Last updated: March 28 2017

CRA Wants a Share of the Sharing Economy

In the recent federal budget, the federal government continued its commitment to supporting and funding innovation to grow Canada’s economy and build a strong middle class. There is evidence all around us that technology is fueling new enterprises all over the globe, in what has become known as “the sharing economy.”

In this new business model, various communities pool, loan, and share their resources through networks of trust. Sounds revolutionary, but this way of consuming or accessing products and services has become the new normal:

  • Ride sharing (think, Uber)
  • Accommodation sharing (Airbnb)
  • Music and video streaming (Spotify)
  • Online staffing (Freelancer.com)
  • Peer/crowd funding (gofundme)

As reported in Canadian Business, PwC estimates that the five sectors of the sharing economy are collectively worth US$15 billion globally, which puts Canada’s share in the range of “the low hundreds of millions or high tens of millions,” according to Sunil Johal of the Mowat Centre, a think-tank at the University of Toronto’s School of Public Policy and Governance.

Although its exact size is challenging to estimate, there is no doubt that the sharing economy is on the rise. Statistics Canada reported in February 2017 that some 2.7 million Canadian adults participated in the sharing economy between November 2015 and October 2016, spending about $1.31 billion in ride-sharing and accommodation services alone. As this kind of new economic activity becomes a larger part of the Canadian economy overall, it’s no surprise that the Canada Revenue Agency (CRA) wants a piece of this action as well.

You might be running a sharing economy business on the cutting edge of technology, but you are still subject to good old-fashioned tax rules. Like any other individual or organization operating a business, you must report all the income you earn through sharing-economy activities, and you must meet your GST/HST reporting and remittance obligations.

   

The CRA is taking your tax obligations seriously and is cooperating with industry and the provinces and territories to identify and address areas of non-compliance with the tax system. Everyone wants a share of the sharing economy!

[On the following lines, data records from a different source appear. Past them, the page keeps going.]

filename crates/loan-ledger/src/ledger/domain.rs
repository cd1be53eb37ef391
use std::fmt;

use chrono::{DateTime, Utc};
use serde::{Deserialize, Serialize};
use uuid::Uuid;

use super::interest::{InterestQuote, InterestRate};
use super::service::LedgerError;

/// Opaque key for a stored application. Ordered lexicographically, which is the order the
/// store hands records back in.
#[derive(Debug, Clone, PartialEq, Eq, PartialOrd, Ord, Hash, Serialize, Deserialize)]
#[serde(transparent)]
pub struct ApplicationId(pub String);

impl ApplicationId {
    pub fn generate() -> Self {
        Self(Uuid::new_v4().to_string())
    }

    /// Accept a caller-supplied id, rejecting empty input before any lookup happens.
    pub fn parse(raw: &str) -> Result<Self, LedgerError> {
        if raw.is_empty() {
            return Err(LedgerError::invalid_id());
        }
        Ok(Self(raw.to_string()))
    }

    pub fn as_str(&self) -> &str {
        &self.0
    }
}

impl fmt::Display for ApplicationId {
    fn fmt(&self, f: &mut fmt::Formatter<'_>) -> fmt::Result {
        f.write_str(&self.0)
    }
}

/// Submission payload shared by quoting, intake and revision.
#[derive(Debug, Clone, Copy, PartialEq, Eq, Serialize, Deserialize)]
pub struct ApplicationRequest {
    pub principal: u32,
    /// Loan term in months.
    pub duration: u32,
}

impl ApplicationRequest {
    pub fn new(principal: u32, duration: u32) -> Self {
        Self {
            principal,
            duration,
        }
    }

    pub fn validate(&self) -> Result<(), LedgerError> {
        if self.principal == 0 || self.duration == 0 {
            return Err(LedgerError::invalid_payload());
        }
        Ok(())
    }
}

/// Review status. Only `pending` is assigned today; no transitions exist yet.
#[derive(Debug, Clone, Copy, PartialEq, Eq, Default, Serialize, Deserialize)]
#[serde(rename_all = "snake_case")]
pub enum ApplicationStatus {
    #[default]
    Pending,
}

impl ApplicationStatus {
    pub const fn label(self) -> &'static str {
        match self {
            ApplicationStatus::Pending => "pending",
        }
    }
}

/// Persisted loan application with its derived amounts.
#[derive(Debug, Clone, PartialEq, Serialize, Deserialize)]
#[serde(rename_all = "camelCase")]
pub struct LoanApplication {
    pub id: ApplicationId,
    pub principal: u32,
    pub duration: u32,
    pub interest_rate: InterestRate,
    pub interest: f64,
    pub total_amount: f64,
    pub status: ApplicationStatus,
    pub created_at: DateTime<Utc>,
    #[serde(default, skip_serializing_if = "Option::is_none")]
    pub updated_at: Option<DateTime<Utc>>,
}

impl LoanApplication {
    pub(crate) fn open(
        id: ApplicationId,
        request: ApplicationRequest,
        rate: InterestRate,
        quote: InterestQuote,
        created_at: DateTime<Utc>,
    ) -> Self {
        Self {
            id,
            principal: request.principal,
            duration: request.duration,
            interest_rate: rate,
            interest: quote.interest,
            total_amount: quote.total_amount,
            status: ApplicationStatus::Pending,
            created_at,
            updated_at: None,
        }
    }

    /// Rate this record was opened with; revisions keep pricing at it.
    pub fn rate(&self) -> InterestRate {
        self.interest_rate
    }

    /// Merge a revision into this record. Principal and duration come from the request;
    /// identity, rate, status and creation time are kept.
    pub(crate) fn revised(
        &self,
        request: ApplicationRequest,
        quote: InterestQuote,
        updated_at: DateTime<Utc>,
    ) -> Self {
        Self {
            id: self.id.clone(),
            principal: request.principal,
            duration: request.duration,
            interest_rate: self.interest_rate,
            interest: quote.interest,
            total_amount: quote.total_amount,
            status: self.status,
            created_at: self.created_at,
            updated_at: Some(updated_at),
        }
    }
}

/// Human readable outcome of a ledger mutation.
#[derive(Debug, Clone, PartialEq, Eq)]
pub enum Confirmation {
    Received {
        id: ApplicationId,
        principal: u32,
        duration: u32,
    },
    Updated {
        id: ApplicationId,
        principal: u32,
        duration: u32,
    },
    Deleted {
        id: ApplicationId,
    },
}

impl Confirmation {
    pub fn received(application: &LoanApplication) -> Self {
        Confirmation::Received {
            id: application.id.clone(),
            principal: application.principal,
            duration: application.duration,
        }
    }

    pub fn id(&self) -> &ApplicationId {
        match self {
            Confirmation::Received { id, .. }
            | Confirmation::Updated { id, .. }
            | Confirmation::Deleted { id } => id,
        }
    }
}

impl fmt::Display for Confirmation {
    fn fmt(&self, f: &mut fmt::Formatter<'_>) -> fmt::Result {
        match self {
            Confirmation::Received {
                id,
                principal,
                duration,
            } => write!(
                f,
                "Your application with ID {id} for a principal amount of {principal} and duration of {duration} months has been received successfully!"
            ),
            Confirmation::Updated {
                id,
                principal,
                duration,
            } => write!(
                f,
                "You have updated an application with ID {id} to have a principal amount of {principal} and duration of {duration} months"
            ),
            Confirmation::Deleted { id } => {
                write!(f, "You have deleted an application with ID {id}")
            }
        }
    }
}
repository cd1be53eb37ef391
use std::sync::{Arc, Mutex};

use axum::response::Response;
use chrono::{DateTime, Duration, TimeZone, Utc};
use serde_json::Value;

use crate::ledger::clock::Clock;
use crate::ledger::domain::{ApplicationId, ApplicationRequest, LoanApplication};
use crate::ledger::interest::InterestRate;
use crate::ledger::repository::{ApplicationStore, BTreeApplicationStore, StoreError};
use crate::ledger::{ledger_router, ApplicationLedger};

pub(super) fn opened_at() -> DateTime<Utc> {
    Utc.with_ymd_and_hms(2025, 9, 24, 10, 0, 0)
        .single()
        .expect("valid timestamp")
}

/// Clock that advances by one minute on every read so create/update stamps differ.
pub(super) struct SteppingClock {
    next: Mutex<DateTime<Utc>>,
}

impl SteppingClock {
    pub(super) fn starting_at(start: DateTime<Utc>) -> Self {
        Self {
            next: Mutex::new(start),
        }
    }
}

impl Default for SteppingClock {
    fn default() -> Self {
        Self::starting_at(opened_at())
    }
}

impl Clock for SteppingClock {
    fn now(&self) -> DateTime<Utc> {
        let mut guard = self.next.lock().expect("clock mutex poisoned");
        let current = *guard;
        *guard = current + Duration::minutes(1);
        current
    }
}

pub(super) type TestLedger = ApplicationLedger<BTreeApplicationStore, SteppingClock>;

pub(super) fn build_ledger() -> (TestLedger, Arc<BTreeApplicationStore>) {
    let store = Arc::new(BTreeApplicationStore::default());
    let ledger = ApplicationLedger::new(
        store.clone(),
        Arc::new(SteppingClock::default()),
        InterestRate::default(),
    );
    (ledger, store)
}

pub(super) fn request(principal: u32, duration: u32) -> ApplicationRequest {
    ApplicationRequest::new(principal, duration)
}

pub(super) fn approx(actual: f64, expected: f64) -> bool {
    (actual - expected).abs() < 1e-9
}

pub(super) struct UnavailableStore;

impl ApplicationStore for UnavailableStore {
    fn fetch(&self, _id: &ApplicationId) -> Result<Option<LoanApplication>, StoreError> {
        Err(StoreError::Unavailable("database offline".to_string()))
    }

    fn insert(&self, _record: LoanApplication) -> Result<LoanApplication, StoreError> {
        Err(StoreError::Unavailable("database offline".to_string()))
    }

    fn replace(&self, _record: LoanApplication) -> Result<(), StoreError> {
        Err(StoreError::Unavailable("database offline".to_string()))
    }

    fn remove(&self, _id: &ApplicationId) -> Result<Option<LoanApplication>, StoreError> {
        Err(StoreError::Unavailable("database offline".to_string()))
    }

    fn values(&self) -> Result<Vec<LoanApplication>, StoreError> {
        Err(StoreError::Unavailable("database offline".to_string()))
    }
}

/// Store whose records disappear between lookup and write-back.
#[derive(Default)]
pub(super) struct VanishingStore {
    pub(super) inner: BTreeApplicationStore,
}

impl ApplicationStore for VanishingStore {
    fn fetch(&self, id: &ApplicationId) -> Result<Option<LoanApplication>, StoreError> {
        self.inner.fetch(id)
    }

    fn insert(&self, record: LoanApplication) -> Result<LoanApplication, StoreError> {
        self.inner.insert(record)
    }

    fn replace(&self, record: LoanApplication) -> Result<(), StoreError> {
        self.inner.remove(&record.id)?;
        self.inner.replace(record)
    }

    fn remove(&self, id: &ApplicationId) -> Result<Option<LoanApplication>, StoreError> {
        self.inner.remove(id)
    }

    fn values(&self) -> Result<Vec<LoanApplication>, StoreError> {
        self.inner.values()
    }
}

pub(super) fn router_with_ledger(ledger: TestLedger) -> axum::Router {
    ledger_router(Arc::new(ledger))
}

pub(super) async fn read_json_body(response: Response) -> Value {
    let body = axum::body::to_bytes(response.into_body(), 16 * 1024)
        .await
        .expect("read body");
    serde_json::from_slice(&body).expect("json payload")
}
use crate::config::ConfigError;
use crate::ledger::{LedgerError, StoreError};
use crate::telemetry::TelemetryError;
use axum::http::StatusCode;
use axum::response::{IntoResponse, Response};
use axum::Json;
use serde_json::json;
use std::fmt;

#[derive(Debug)]
pub enum AppError {
    Config(ConfigError),
    Telemetry(TelemetryError),
    Io(std::io::Error),
    Server(axum::Error),
    Ledger(LedgerError),
}

impl AppError {
    pub fn status_code(&self) -> StatusCode {
        match self {
            AppError::Ledger(LedgerError::NotFound(_)) => StatusCode::NOT_FOUND,
            AppError::Ledger(LedgerError::InvalidPayload(_)) => StatusCode::UNPROCESSABLE_ENTITY,
            AppError::Ledger(LedgerError::Storage(StoreError::Conflict)) => StatusCode::CONFLICT,
            AppError::Ledger(LedgerError::Storage(_))
            | AppError::Config(_)
            | AppError::Telemetry(_)
            | AppError::Io(_)
            | AppError::Server(_) => StatusCode::INTERNAL_SERVER_ERROR,
        }
    }
}

impl fmt::Display for AppError {
    fn fmt(&self, f: &mut fmt::Formatter<'_>) -> fmt::Result {
        match self {
            AppError::Config(err) => write!(f, "configuration error: {}", err),
            AppError::Telemetry(err) => write!(f, "telemetry error: {}", err),
            AppError::Io(err) => write!(f, "io error: {}", err),
            AppError::Server(err) => write!(f, "server error: {}", err),
            // Ledger messages are caller-facing as-is.
            AppError::Ledger(err) => write!(f, "{}", err),
        }
    }
}

impl std::error::Error for AppError {
    fn source(&self) -> Option<&(dyn std::error::Error + 'static)> {
        match self {
            AppError::Config(err) => Some(err),
            AppError::Telemetry(err) => Some(err),
            AppError::Io(err) => Some(err),
            AppError::Server(err) => Some(err),
            AppError::Ledger(err) => Some(err),
        }
    }
}

impl IntoResponse for AppError {
    fn into_response(self) -> Response {
        let status = self.status_code();
        let body = Json(json!({ "error": self.to_string() }));
        (status, body).into_response()
    }
}

impl From<ConfigError> for AppError {
    fn from(value: ConfigError) -> Self {
        Self::Config(value)
    }
}

impl From<TelemetryError> for AppError {
    fn from(value: TelemetryError) -> Self {
        Self::Telemetry(value)
    }
}

impl From<std::io::Error> for AppError {
    fn from(value: std::io::Error) -> Self {
        Self::Io(value)
    }
}

impl From<axum::Error> for AppError {
    fn from(value: axum::Error) -> Self {
        Self::Server(value)
    }
}

impl From<LedgerError> for AppError {
    fn from(value: LedgerError) -> Self {
        Self::Ledger(value)
    }
}
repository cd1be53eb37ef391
mod common;
mod routing;
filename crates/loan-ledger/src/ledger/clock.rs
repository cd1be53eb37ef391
use chrono::{DateTime, Utc};

/// Source of creation and revision timestamps.
pub trait Clock: Send + Sync {
    fn now(&self) -> DateTime<Utc>;
}

#[derive(Debug, Default, Clone, Copy)]
pub struct SystemClock;

impl Clock for SystemClock {
    fn now(&self) -> DateTime<Utc> {
        Utc::now()
    }
}
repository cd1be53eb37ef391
use super::common::*;
use axum::body::Body;
use axum::extract::{Path, State};
use axum::http::{header, Method, Request, StatusCode};
use axum::response::IntoResponse;
use axum::Json;
use serde_json::{json, Value};
use std::sync::Arc;
use tower::ServiceExt;

use crate::ledger::interest::InterestRate;
use crate::ledger::router::{add_handler, get_handler};
use crate::ledger::ApplicationLedger;

fn json_request(method: Method, uri: &str, body: Value) -> Request<Body> {
    Request::builder()
        .method(method)
        .uri(uri)
        .header(header::CONTENT_TYPE, "application/json")
        .body(Body::from(serde_json::to_vec(&body).expect("serialize body")))
        .expect("request builds")
}

fn empty_request(method: Method, uri: &str) -> Request<Body> {
    Request::builder()
        .method(method)
        .uri(uri)
        .body(Body::empty())
        .expect("request builds")
}

#[tokio::test]
async fn quote_route_returns_message_and_amounts() {
    let (ledger, store) = build_ledger();
    let router = router_with_ledger(ledger);

    let response = router
        .oneshot(json_request(
            Method::POST,
            "/api/v1/applications/quote",
            json!({ "principal": 1200, "duration": 6 }),
        ))
        .await
        .expect("route executes");

    assert_eq!(response.status(), StatusCode::OK);
    let payload = read_json_body(response).await;
    assert_eq!(
        payload.get("message").and_then(Value::as_str),
        Some("The interest is '12' and the total amount to be paid is '1212'")
    );
    let total = payload
        .get("totalAmount")
        .and_then(Value::as_f64)
        .expect("total present");
    assert!(approx(total, 1212.0));
    assert!(store.is_empty().expect("store readable"));
}

#[tokio::test]
async fn add_route_creates_record_with_receipt() {
    let (ledger, store) = build_ledger();
    let router = router_with_ledger(ledger);

    let response = router
        .oneshot(json_request(
            Method::POST,
            "/api/v1/applications",
            json!({ "principal": 1000, "duration": 12 }),
        ))
        .await
        .expect("route executes");

    assert_eq!(response.status(), StatusCode::CREATED);
    let payload = read_json_body(response).await;
    let application = payload.get("application").expect("record returned");
    let id = application
        .get("id")
        .and_then(Value::as_str)
        .expect("id present");
    assert_eq!(application.get("status"), Some(&json!("pending")));
    assert!(application.get("createdAt").is_some());
    assert!(application.get("updatedAt").is_none());
    assert!(payload
        .get("message")
        .and_then(Value::as_str)
        .unwrap_or_default()
        .contains(id));
    assert_eq!(store.len().expect("store readable"), 1);
}

#[tokio::test]
async fn add_route_rejects_zero_principal() {
    let (ledger, store) = build_ledger();
    let router = router_with_ledger(ledger);

    let response = router
        .oneshot(json_request(
            Method::POST,
            "/api/v1/applications",
            json!({ "principal": 0, "duration": 12 }),
        ))
        .await
        .expect("route executes");

    assert_eq!(response.status(), StatusCode::UNPROCESSABLE_ENTITY);
    let payload = read_json_body(response).await;
    assert_eq!(payload, json!({ "error": "Invalid payload provided." }));
    assert!(store.is_empty().expect("store readable"));
}

#[tokio::test]
async fn get_route_returns_not_found_for_unknown_id() {
    let (ledger, _) = build_ledger();
    let router = router_with_ledger(ledger);

    let response = router
        .oneshot(empty_request(Method::GET, "/api/v1/applications/unknown"))
        .await
        .expect("route executes");

    assert_eq!(response.status(), StatusCode::NOT_FOUND);
    let payload = read_json_body(response).await;
    assert_eq!(
        payload,
        json!({ "error": "The application with ID unknown is not found" })
    );
}

#[tokio::test]
async fn update_and_delete_routes_round_out_the_lifecycle() {
    let (ledger, _) = build_ledger();
    let ledger = Arc::new(ledger);
    let created = ledger
        .add_application(request(1000, 12))
        .expect("application stored");
    let uri = format!("/api/v1/applications/{}", created.id);
    let router = crate::ledger::ledger_router(ledger.clone());

    let response = router
        .clone()
        .oneshot(json_request(
            Method::PUT,
            &uri,
            json!({ "principal": 2000, "duration": 24 }),
        ))
        .await
        .expect("route executes");
    assert_eq!(response.status(), StatusCode::OK);
    let payload = read_json_body(response).await;
    assert_eq!(payload.get("id"), Some(&json!(created.id.as_str())));

    let response = router
        .clone()
        .oneshot(empty_request(Method::GET, &uri))
        .await
        .expect("route executes");
    let payload = read_json_body(response).await;
    let interest = payload
        .get("interest")
        .and_then(Value::as_f64)
        .expect("interest present");
    assert!(approx(interest, 80.0));
    assert!(payload.get("updatedAt").is_some());

    let response = router
        .clone()
        .oneshot(empty_request(Method::DELETE, &uri))
        .await
        .expect("route executes");
    assert_eq!(response.status(), StatusCode::OK);

    let response = router
        .oneshot(empty_request(Method::DELETE, &uri))
        .await
        .expect("route executes");
    assert_eq!(response.status(), StatusCode::NOT_FOUND);
}

#[tokio::test]
async fn list_route_returns_records_in_key_order() {
    let (ledger, _) = build_ledger();
    let ledger = Arc::new(ledger);
    for principal in [500, 1500, 2500] {
        ledger
            .add_application(request(principal, 12))
            .expect("application stored");
    }
    let router = crate::ledger::ledger_router(ledger);

    let response = router
        .oneshot(empty_request(Method::GET, "/api/v1/applications"))
        .await
        .expect("route executes");

    assert_eq!(response.status(), StatusCode::OK);
    let payload = read_json_body(response).await;
    let ids: Vec<&str> = payload
        .as_array()
        .expect("array payload")
        .iter()
        .filter_map(|record| record.get("id").and_then(Value::as_str))
        .collect();
    let mut sorted = ids.clone();
    sorted.sort_unstable();
    assert_eq!(ids.len(), 3);
    assert_eq!(ids, sorted);
}

#[tokio::test]
async fn get_handler_rejects_empty_id() {
    let (ledger, _) = build_ledger();

    let response = match get_handler(State(Arc::new(ledger)), Path(String::new())).await {
        Ok(_) => panic!("empty id accepted"),
        Err(error) => error.into_response(),
    };
    assert_eq!(response.status(), StatusCode::UNPROCESSABLE_ENTITY);
}

#[tokio::test]
async fn add_handler_returns_internal_error_on_store_outage() {
    let ledger = Arc::new(ApplicationLedger::new(
        Arc::new(UnavailableStore),
        Arc::new(SteppingClock::default()),
        InterestRate::default(),
    ));

    let response = match add_handler(State(ledger), Json(request(1000, 12))).await {
        Ok(_) => panic!("store offline but add succeeded"),
        Err(error) => error.into_response(),
    };
    assert_eq!(response.status(), StatusCode::INTERNAL_SERVER_ERROR);
}
use loan_ledger::config::AppConfig;
use loan_ledger::error::AppError;
use loan_ledger::ledger::{ApplicationLedger, BTreeApplicationStore, InterestRate, SystemClock};
use metrics_exporter_prometheus::PrometheusHandle;
use std::sync::atomic::AtomicBool;
use std::sync::Arc;

#[derive(Clone)]
pub(crate) struct AppState {
    pub(crate) readiness: Arc<AtomicBool>,
    pub(crate) metrics: Arc<PrometheusHandle>,
}

/// Ledger wiring used by the service and the CLI.
pub(crate) type ServiceLedger = ApplicationLedger<BTreeApplicationStore, SystemClock>;

pub(crate) fn in_memory_ledger(rate: InterestRate) -> ServiceLedger {
    ApplicationLedger::new(
        Arc::new(BTreeApplicationStore::default()),
        Arc::new(SystemClock),
        rate,
    )
}

/// `--rate` wins; otherwise the configured `APP_INTEREST_RATE` applies, as it does for `serve`.
pub(crate) fn resolve_rate(explicit: Option<InterestRate>) -> Result<InterestRate, AppError> {
    match explicit {
        Some(rate) => Ok(rate),
        None => Ok(AppConfig::load()?.ledger.interest_rate),
    }
}

pub(crate) fn parse_rate(raw: &str) -> Result<InterestRate, String> {
    raw.trim()
        .parse::<f64>()
        .ok()
        .and_then(InterestRate::new)
        .ok_or_else(|| format!("'{raw}' is not a finite, non-negative interest rate"))
}
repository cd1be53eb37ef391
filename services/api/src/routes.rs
use crate::infra::AppState;
use axum::http::{header, StatusCode};
use axum::response::IntoResponse;
use axum::Extension;
use axum::Json;
use loan_ledger::ledger::{ledger_router, ApplicationLedger, ApplicationStore, Clock};
use serde_json::json;
use std::sync::Arc;

pub(crate) fn with_ledger_routes<S, C>(ledger: Arc<ApplicationLedger<S, C>>) -> axum::Router
where
    S: ApplicationStore + 'static,
    C: Clock + 'static,
{
    ledger_router(ledger)
        .route("/health", axum::routing::get(healthcheck))
        .route("/ready", axum::routing::get(readiness_endpoint))
        .route("/metrics", axum::routing::get(metrics_endpoint))
}

pub(crate) async fn healthcheck() -> Json<serde_json::Value> {
    Json(json!({ "status": "ok" }))
}

pub(crate) async fn readiness_endpoint(Extension(state): Extension<AppState>) -> impl IntoResponse {
    let ready = state.readiness.load(std::sync::atomic::Ordering::Relaxed);
    let status = if ready {
        StatusCode::OK
    } else {
        StatusCode::SERVICE_UNAVAILABLE
    };

    let payload = if ready {
        json!({ "status": "ready" })
    } else {
        json!({ "status": "initializing" })
    };

    (status, Json(payload))
}

pub(crate) async fn metrics_endpoint(Extension(state): Extension<AppState>) -> impl IntoResponse {
    (
        StatusCode::OK,
        [(header::CONTENT_TYPE, "text/plain; version=0.0.4")],
        state.metrics.render(),
    )
}
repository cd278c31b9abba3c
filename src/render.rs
//! Rendering and session-coordination subsystem.

pub mod protocol;
pub mod service;
pub mod ui;

pub use protocol::{EvalCommand, EvalResponse, RequestId};
pub use service::SessionState;
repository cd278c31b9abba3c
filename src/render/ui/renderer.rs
//! UI renderer trait.
//!
//! This module defines the `UIRenderer` trait for rendering the calculator
//! surface and managing lifecycle hooks such as initialization and cleanup.

use crate::error::Result;
use crate::render::ui::state::ViewState;

/// Core trait for UI rendering
pub trait UIRenderer {
    /// Render the current view state to the terminal
    ///
    /// This method should:
    /// - Redraw the expression field, error slot, keypad, and status line
    /// - Reflect the current focus
    fn render(&mut self, view_state: &ViewState) -> Result<()>;

    /// Initialize the terminal UI
    ///
    /// This method should:
    /// - Set up raw mode and the alternate screen
    /// - Enable mouse capture so keypad clicks arrive as events
    fn initialize(&mut self) -> Result<()>;

    /// Clean up and restore terminal state
    fn cleanup(&mut self) -> Result<()>;

    /// Get current terminal dimensions
    fn get_terminal_size(&self) -> Result<(u16, u16)>; // (width, height)
}
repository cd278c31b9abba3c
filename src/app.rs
//! Application orchestration layer
//!
//! Wires the input thread, the evaluator worker, and the renderer together
//! and runs the main event loop. State lives in `ViewState`/`SessionState`;
//! this module only moves messages between them.

use crate::error::Result;
use crate::eval::{eval_worker_loop, EvaluatorService};
use crate::input::{spawn_input_thread, InputAction};
use crate::render::protocol::{EvalCommand, EvalResponse};
use crate::render::ui::{UIRenderer, ViewState};
use crate::render::SessionState;
use std::sync::atomic::{AtomicBool, Ordering};
use std::sync::Arc;
use std::time::Duration;
use tokio::sync::mpsc;

const INPUT_POLL_INTERVAL: Duration = Duration::from_millis(50);
const EVAL_CHANNEL_CAPACITY: usize = 16;

/// Application orchestrator - coordinates components without duplicating their state
pub struct Application {
    evaluator: Arc<dyn EvaluatorService>,
    ui_renderer: Box<dyn UIRenderer>,
}

impl Application {
    pub fn new(evaluator: Arc<dyn EvaluatorService>, ui_renderer: Box<dyn UIRenderer>) -> Self {
        Self {
            evaluator,
            ui_renderer,
        }
    }

    /// Run the application until the user quits.
    pub async fn run(&mut self) -> Result<()> {
        self.ui_renderer.initialize()?;
        let result = self.run_loop().await;
        // Terminal restoration must happen even when the loop fails.
        let cleanup = self.ui_renderer.cleanup();
        result.and(cleanup)
    }

    async fn run_loop(&mut self) -> Result<()> {
        let (width, height) = self.ui_renderer.get_terminal_size()?;
        let mut view_state = ViewState::new(width, height);
        let mut session = SessionState::new();

        let (eval_tx, eval_rx) = mpsc::channel(EVAL_CHANNEL_CAPACITY);
        let (resp_tx, mut resp_rx) = mpsc::channel::<EvalResponse>(EVAL_CHANNEL_CAPACITY);
        let worker = tokio::spawn(eval_worker_loop(
            eval_rx,
            resp_tx,
            Arc::clone(&self.evaluator),
        ));

        let (input_tx, mut input_rx) = mpsc::unbounded_channel::<InputAction>();
        let shutdown = Arc::new(AtomicBool::new(false));
        let input_thread =
            spawn_input_thread(input_tx, Arc::clone(&shutdown), INPUT_POLL_INTERVAL);

        self.ui_renderer.render(&view_state)?;

        let loop_result = async {
            let mut running = true;
            while running {
                tokio::select! {
                    Some(action) = input_rx.recv() => {
                        running = session
                            .process_action(action, &mut view_state, &eval_tx)
                            .await?;
                    }
                    Some(response) = resp_rx.recv() => {
                        session.handle_response(response, &mut view_state);
                    }
                    else => break,
                }
                self.ui_renderer.render(&view_state)?;
            }
            Ok(())
        }
        .await;

        shutdown.store(true, Ordering::SeqCst);
        let _ = eval_tx.send(EvalCommand::Shutdown).await;
        let _ = worker.await;
        if input_thread.join().is_err() {
            log::warn!("input thread panicked during shutdown");
        }

        loop_result
    }
}
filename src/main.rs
//! tcalc - Terminal Calculator Front-End
//!
//! Captures keystrokes and keypad clicks into one expression buffer and
//! submits it to an external evaluator command.

use anyhow::Result;
use clap::{Arg, ArgAction, Command};
use std::ffi::OsString;
use std::sync::Arc;

#[tokio::main]
async fn main() -> Result<()> {
    // Initialize logging for development
    env_logger::init();

    let matches = Command::new("tcalc")
        .version(tcalc::VERSION)
        .about("A terminal calculator front-end with keyboard and on-screen keypad input")
        .long_about(
            "tcalc renders a calculator keypad in the terminal and keeps a single \
             editable expression buffer. Submitting the buffer runs the configured \
             evaluator command with the expression on stdin; its stdout is shown as \
             the result, or in the error slot when it carries the error marker.",
        )
        .arg(
            Arg::new("evaluator")
                .help("Evaluator command to run for each submission")
                .required(true)
                .index(1),
        )
        .arg(
            Arg::new("evaluator-args")
                .help("Additional arguments passed to the evaluator command")
                .action(ArgAction::Append)
                .num_args(0..)
                .index(2),
        )
        .get_matches();

    let program = matches
        .get_one::<String>("evaluator")
        .expect("evaluator argument is required")
        .clone();
    let args: Vec<OsString> = matches
        .get_many::<String>("evaluator-args")
        .map(|values| values.map(OsString::from).collect())
        .unwrap_or_default();

    use tcalc::render::ui::TerminalUI;
    use tcalc::{Application, CommandEvaluator};

    let evaluator = Arc::new(CommandEvaluator::new(program, args));
    let ui_renderer = Box::new(TerminalUI::new()?);
    let mut app = Application::new(evaluator, ui_renderer);

    app.run().await?;

    Ok(())
}
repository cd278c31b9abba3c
//! # tcalc - Terminal Calculator Front-End
//!
//! A terminal calculator front-end that merges two independent input sources
//! (the physical keyboard and an on-screen keypad) into one consistent
//! expression buffer and submits it to an external evaluator on demand.
//!
//! ## Features
//!
//! - **Dual input sources**: keyboard and mouse-driven keypad feed one buffer
//!   through a single exclusive router
//! - **Whitelist filtering**: one regex test per incoming character; modifier
//!   combinations and non-whitelisted keys never touch the buffer
//! - **External evaluation**: expressions are computed by a separate
//!   evaluator process; results and error text flow back as plain strings
//! - **Non-blocking submission**: editing stays live while a request is in
//!   flight; superseded responses are discarded by request id
//!
//! ## Architecture
//!
//! The library is organized into focused modules:
//!
//! - [`error`] - Centralized error types and handling
//! - [`input`] - Raw event collection, keypad decoding, and the input state machine
//! - [`eval`] - Evaluator service boundary and background worker
//! - [`render`] - Session state machine and terminal user interface
//! - [`app`] - Application core and component coordination

// Core modules
pub mod error;

// Subsystems
pub mod eval;
pub mod input;
pub mod render;

// Core components
pub mod app;

// Re-export commonly used types for convenience
pub use error::{Result, TcalcError};

// Public API surface for external usage
pub use app::Application;
pub use eval::{CommandEvaluator, EvalOutcome, EvaluatorService};
pub use input::{ButtonAction, ButtonGrid, InputAction};
pub use render::SessionState;

// Version information
pub const VERSION: &str = env!("CARGO_PKG_VERSION");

If you are realizing any revenue by participating in the sharing economy, take heed of the following rules—and the potentially serious consequences of not following them:

  • The CRA will consider you part of the underground economy if you fail to report or underreport any sales or income you generate from your activities in the sharing-economy. If you get caught evading tax, not only will you have to pay any tax due from unreported activities, but you may also be subject to fines, penalties, or even jail time.
  • If you are considered a “small supplier” (your GST/HST-eligible property and services total $30,000 or less a year), you do not have to register for a GST/HST account or remit the tax. (However, you can voluntarily register to take advantage of input tax credits and recover the GST/HST you pay on your own purchases and operating expenses. Visit the CRA website for more GST/HST information.)
  • However, if your business activity results in sales or income over $30,000, then you are obligated to report and remit GST/HST. And if you do not, the CRA will charge you interest and/or penalties depending on the circumstances.

If you have been generating income from activity in the sharing economy and have not reported some or any of your income in previous years, you should correct your tax affairs as soon as possible to avoid or minimize fines, penalties, or worse from the CRA. There are several ways to do this and more information about each of them can be found on the CRA website:

Many participants in the sharing economy may feel that they are operating outside of the system, that they are anti-establishment, new economy entrepreneurs. If this is you, be aware that you are part of a growing sector in the general economy and, therefore, subject to the same tax rules and obligations as any other business.

Be sure to seek the services of a financial professional such as a DFA-Tax Services Specialist if you are unsure about what all of this means to you. The CRA wants their share of your sharing-economy income, and they are serious about getting it.